# Meet our new boy



## Relic

Never thought l'd ever get to post on the pony forurm but here's our new big boy Phantom AMHR/ASPC..it was love at first sight.


----------



## Minimor

Congrats! And it's great to see you on the pony forum!!!


----------



## Renolizzie

He is so pretty. How old? How tall?


----------



## Relic

yearling and was told he's just under 32"


----------



## Renolizzie

He's got lovely long legs.


----------



## Pippin'

He's gorgeous! Looks like a little prince


----------



## Rhondaalaska

If he stays under 34 you could register him amha as well

He is beutiful by the way


----------



## Lil Eowyn

Beautiful! Congrats =)


----------



## REO

Ooh nice pony! He's a beauty!!!!


----------



## Honeylakebug

He is beautiful ❤


----------



## jeanniecogan

absolutely stunning.


----------



## Rocklone Miniature Horses

wow he is super refined


----------



## fourluckyhorseshoes

Very cute. You'll get lots of good photographs with him !


----------



## jeanniecogan

im a little late, but he sure is lovely, i could see it being 'love at first site.


----------



## paintponylvr

Pretty boy! Reminds me of our Wizard - except the pics I purchased him from were winter, fuzzy pics and I didn't see him in person clipped until we'd owned him for many months. Missed his early yearling development (was told by trainer that all I missed was the hormone "stupids")...
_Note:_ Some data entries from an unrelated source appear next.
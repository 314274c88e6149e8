//! Safety rules: when to vote, what to commit, which QC to extend.
//!
//! Every protocol variant shares the engine and the data model. What differs
//! is captured by [`SafetyRules`]: the voting rule, the commit rule, the fork
//! choice, and a few routing hooks.

mod fast;
mod hotstuff;
mod lbft;
mod streamlet;
mod two_chain;

pub use fast::FastHotStuff;
pub use hotstuff::HotStuff;
pub use lbft::{Lbft, Notarized};
pub use streamlet::Streamlet;
pub use two_chain::TwoChain;

use crate::blockchain::BlockChain;
use crate::error::SafetyError;
use canopy_types::{Block, QuorumCertificate, View};
use serde::{Deserialize, Serialize};

/// Which safety rules a replica runs.
#[derive(Debug, Clone, Copy, Default, PartialEq, Eq, Hash, Serialize, Deserialize)]
#[serde(rename_all = "snake_case")]
pub enum ProtocolVariant {
    /// Classic three-chain HotStuff.
    #[serde(rename = "hotstuff")]
    HotStuff,
    /// Two-chain HotStuff.
    #[default]
    TwoChain,
    /// Fast HotStuff: commit decided on proposal receipt.
    Fast,
    /// Leaderless broadcast voting over a notarized chain.
    Lbft,
    /// Streamlet: notarized chains, commit on three consecutive views.
    Streamlet,
}

/// Which certified block a new proposal extends.
#[derive(Debug, Clone, Copy, Default, PartialEq, Eq, Hash, Serialize, Deserialize)]
#[serde(rename_all = "snake_case")]
pub enum ForkChoice {
    /// The highest QC known.
    #[default]
    Highest,
    /// The QC of the deepest certified block.
    Longest,
    /// Byzantine only: extend the QC one below the highest, forking out the
    /// latest certified block.
    Forking,
}

/// When the engine evaluates the commit rule.
#[derive(Debug, Clone, Copy, PartialEq, Eq)]
pub enum CommitTrigger {
    /// On every processed QC.
    Certificate,
    /// On a proposal whose QC certifies the directly preceding view.
    Proposal,
}

/// Where a replica sends its votes.
#[derive(Debug, Clone, Copy, PartialEq, Eq)]
pub enum VoteRouting {
    /// To the leader of the next view.
    NextLeader,
    /// To everyone.
    Broadcast,
}

/// The policy a protocol engine is generic over.
pub trait SafetyRules: Send {
    /// Update safety state from a QC. Fails with
    /// [`SafetyError::UnknownBlock`] when the certified block has not
    /// arrived, in which case the caller buffers the QC.
    fn update_state_by_qc(
        &mut self,
        chain: &BlockChain,
        qc: &QuorumCertificate,
    ) -> Result<(), SafetyError>;

    /// Record a vote in `view`. Fails with [`SafetyError::StaleVote`] if
    /// `view` is behind the last vote.
    fn update_state_by_view(&mut self, view: View) -> Result<(), SafetyError>;

    /// May this replica vote for `block`?
    fn voting_rule(&self, chain: &BlockChain, block: &Block) -> Result<bool, SafetyError>;

    /// The block `qc` makes final, if any.
    fn commit_rule(
        &self,
        chain: &BlockChain,
        qc: &QuorumCertificate,
    ) -> Result<Option<Block>, SafetyError>;

    /// The QC a new proposal extends.
    fn fork_choice(&self, chain: &BlockChain, mode: ForkChoice) -> QuorumCertificate {
        default_fork_choice(chain, mode)
    }

    /// When commits are evaluated.
    fn commit_trigger(&self) -> CommitTrigger {
        CommitTrigger::Certificate
    }

    /// Where votes go.
    fn vote_routing(&self) -> VoteRouting {
        VoteRouting::NextLeader
    }

    /// Whether received proposals and votes are re-broadcast once.
    fn echoes_messages(&self) -> bool {
        false
    }

    /// Called after blocks are committed, root to tip.
    fn on_commit(&mut self, _committed: &[Block]) {}

    /// Last view voted in.
    fn last_voted_view(&self) -> View;

    /// Lowest parent view a block may extend and still get a vote.
    fn preferred_view(&self) -> View;
}

/// Fork choice shared by the leader-based variants.
pub(crate) fn default_fork_choice(chain: &BlockChain, mode: ForkChoice) -> QuorumCertificate {
    let high_qc = chain.high_qc();
    match mode {
        ForkChoice::Highest => high_qc.clone(),
        ForkChoice::Longest => chain.longest_certified_tail(),
        ForkChoice::Forking => chain
            .block(&high_qc.block_id)
            .map(|block| block.qc.clone())
            .unwrap_or_else(|_| high_qc.clone()),
    }
}

/// The block certified by `qc` must be stored (genesis always is).
fn require_certified_block(
    chain: &BlockChain,
    qc: &QuorumCertificate,
) -> Result<(), SafetyError> {
    if !qc.is_genesis() && !chain.contains(&qc.block_id) {
        return Err(SafetyError::UnknownBlock(qc.block_id));
    }
    Ok(())
}

/// Advance `last_voted` to `view`, refusing to go backwards.
fn advance_last_voted(last_voted: &mut View, view: View) -> Result<(), SafetyError> {
    if view < *last_voted {
        return Err(SafetyError::StaleVote {
            view,
            last_voted: *last_voted,
        });
    }
    *last_voted = view;
    Ok(())
}

/// Build the strategy for a configured variant.
pub fn new_safety_rules(variant: ProtocolVariant) -> Box<dyn SafetyRules> {
    match variant {
        ProtocolVariant::HotStuff => Box::new(HotStuff::new()),
        ProtocolVariant::TwoChain => Box::new(TwoChain::new()),
        ProtocolVariant::Fast => Box::new(FastHotStuff::new()),
        ProtocolVariant::Lbft => Box::new(Lbft::new()),
        ProtocolVariant::Streamlet => Box::new(Streamlet::new()),
    }
}

impl SafetyRules for Box<dyn SafetyRules> {
    fn update_state_by_qc(
        &mut self,
        chain: &BlockChain,
        qc: &QuorumCertificate,
    ) -> Result<(), SafetyError> {
        (**self).update_state_by_qc(chain, qc)
    }

    fn update_state_by_view(&mut self, view: View) -> Result<(), SafetyError> {
        (**self).update_state_by_view(view)
    }

    fn voting_rule(&self, chain: &BlockChain, block: &Block) -> Result<bool, SafetyError> {
        (**self).voting_rule(chain, block)
    }

    fn commit_rule(
        &self,
        chain: &BlockChain,
        qc: &QuorumCertificate,
    ) -> Result<Option<Block>, SafetyError> {
        (**self).commit_rule(chain, qc)
    }

    fn fork_choice(&self, chain: &BlockChain, mode: ForkChoice) -> QuorumCertificate {
        (**self).fork_choice(chain, mode)
    }

    fn commit_trigger(&self) -> CommitTrigger {
        (**self).commit_trigger()
    }

    fn vote_routing(&self) -> VoteRouting {
        (**self).vote_routing()
    }

    fn echoes_messages(&self) -> bool {
        (**self).echoes_messages()
    }

    fn on_commit(&mut self, committed: &[Block]) {
        (**self).on_commit(committed)
    }

    fn last_voted_view(&self) -> View {
        (**self).last_voted_view()
    }

    fn preferred_view(&self) -> View {
        (**self).preferred_view()
    }
}


#[cfg(test)]
mod tests {
    use super::*;

    #[test]
    fn test_variant_names() {
        #[derive(Deserialize)]
        struct Wrapper {
            variant: ProtocolVariant,
        }
        for (name, variant) in [
            ("hotstuff", ProtocolVariant::HotStuff),
            ("two_chain", ProtocolVariant::TwoChain),
            ("fast", ProtocolVariant::Fast),
            ("lbft", ProtocolVariant::Lbft),
            ("streamlet", ProtocolVariant::Streamlet),
        ] {
            let parsed: Wrapper = toml::from_str(&format!("variant = \"{name}\"")).unwrap();
            assert_eq!(parsed.variant, variant);
        }
    }

    #[test]
    fn test_boxed_rules_delegate() {
        let mut rules = new_safety_rules(ProtocolVariant::Lbft);
        assert_eq!(rules.vote_routing(), VoteRouting::Broadcast);
        assert!(rules.echoes_messages());
        rules.update_state_by_view(View(4)).unwrap();
        assert_eq!(rules.last_voted_view(), View(4));

        let fast = new_safety_rules(ProtocolVariant::Fast);
        assert_eq!(fast.commit_trigger(), CommitTrigger::Proposal);
    }

    #[test]
    fn test_forking_extends_below_high_qc() {
        let (mut chain, blocks, qcs) = test_chain::linear(&[1, 2, 3]);
        chain.update_high_qc(&qcs[2]);

        assert_eq!(default_fork_choice(&chain, ForkChoice::Highest), qcs[2]);
        let forking = default_fork_choice(&chain, ForkChoice::Forking);
        assert_eq!(forking.block_id, blocks[1].id);
    }
}
//! TimeoutCertificate gossip message.

use canopy_types::{NetworkMessage, TimeoutCertificate};
use serde::{Deserialize, Serialize};

/// Certificate proving a supermajority timed out a view.
///
/// Broadcast by the replica that assembled it so lagging replicas can skip
/// the view without collecting timeouts themselves.
#[derive(Debug, Clone, PartialEq, Eq, Serialize, Deserialize)]
pub struct TimeoutCertificateGossip {
    /// The certificate being gossiped.
    pub certificate: TimeoutCertificate,
}

impl TimeoutCertificateGossip {
    /// Create a new timeout certificate gossip message.
    pub fn new(certificate: TimeoutCertificate) -> Self {
        Self { certificate }
    }
}

impl NetworkMessage for TimeoutCertificateGossip {
    fn message_type_id() -> &'static str {
        "consensus.timeout_certificate"
    }
}
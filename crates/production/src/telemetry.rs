//! Log subscriber setup.
//!
//! The state machine only emits `tracing` events; this module decides where
//! they go. `RUST_LOG` wins over the configured filter.

use crate::config::TelemetrySettings;
use thiserror::Error;
use tracing_subscriber::{layer::SubscriberExt, util::SubscriberInitExt, EnvFilter, Registry};

#[derive(Debug, Error)]
pub enum TelemetryError {
    #[error("invalid log filter: {0}")]
    Filter(#[from] tracing_subscriber::filter::ParseError),

    #[error("failed to set global subscriber: {0}")]
    SetSubscriber(#[from] tracing_subscriber::util::TryInitError),
}

/// Install the global subscriber. Fails if one is already installed.
pub fn init_telemetry(settings: &TelemetrySettings) -> Result<(), TelemetryError> {
    let env_filter = match EnvFilter::try_from_default_env() {
        Ok(filter) => filter,
        Err(_) => EnvFilter::try_new(&settings.filter)?,
    };

    let fmt_layer = tracing_subscriber::fmt::layer()
        .with_target(true)
        .with_thread_ids(settings.thread_ids);

    Registry::default()
        .with(env_filter)
        .with(fmt_layer)
        .try_init()?;
    Ok(())
}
Breeding? What are your plans with him?


----------



## Relic

He's coming up 3 years old so hopefully performance for AMHR is in his future and as for breeding l'm thinking more about having him gelded this year and letting him roam with the rest of the herd instead of living alone...but on the other hand retired from breeding minis the past couple years as time passes l'm leaning towards maybe just one foal before getting him gelded X Gallery Originals Pharaohs Phoxylady who's always given us super nice foals in the past.


----------



## Kim P

He is absolutely gorgeous!


----------



## JWC sr.

Beautiful little guy, the only problem you have now is that shetlands are like potato chips, you can't have just one. LOL


----------



## Silver City Heritage Farmstead

Wish you didn't say this JWC!!

I recently added a shetland colt from Paintponylvr to my farm.

I'd heard this about minis too. Since I already have one mini does this mean the equation is:

One 32.5" mini + one shetland = done/enough chips

OR

One 32.5" mini+ one shetland = keep shopping???


----------



## JWC sr.

It becomes an obsessive compulsion that is endless.



The main thing is to enjoy each and every one! We own quite a few Mini's and Shetlands and enjoy them each and every day. Good luck with your fur babies. Let us know when you get your next one. LOL


----------



## Minimor

One mini plus one Shetland equals KEEP SHOPPING.

Sorry, that's just how it works.


----------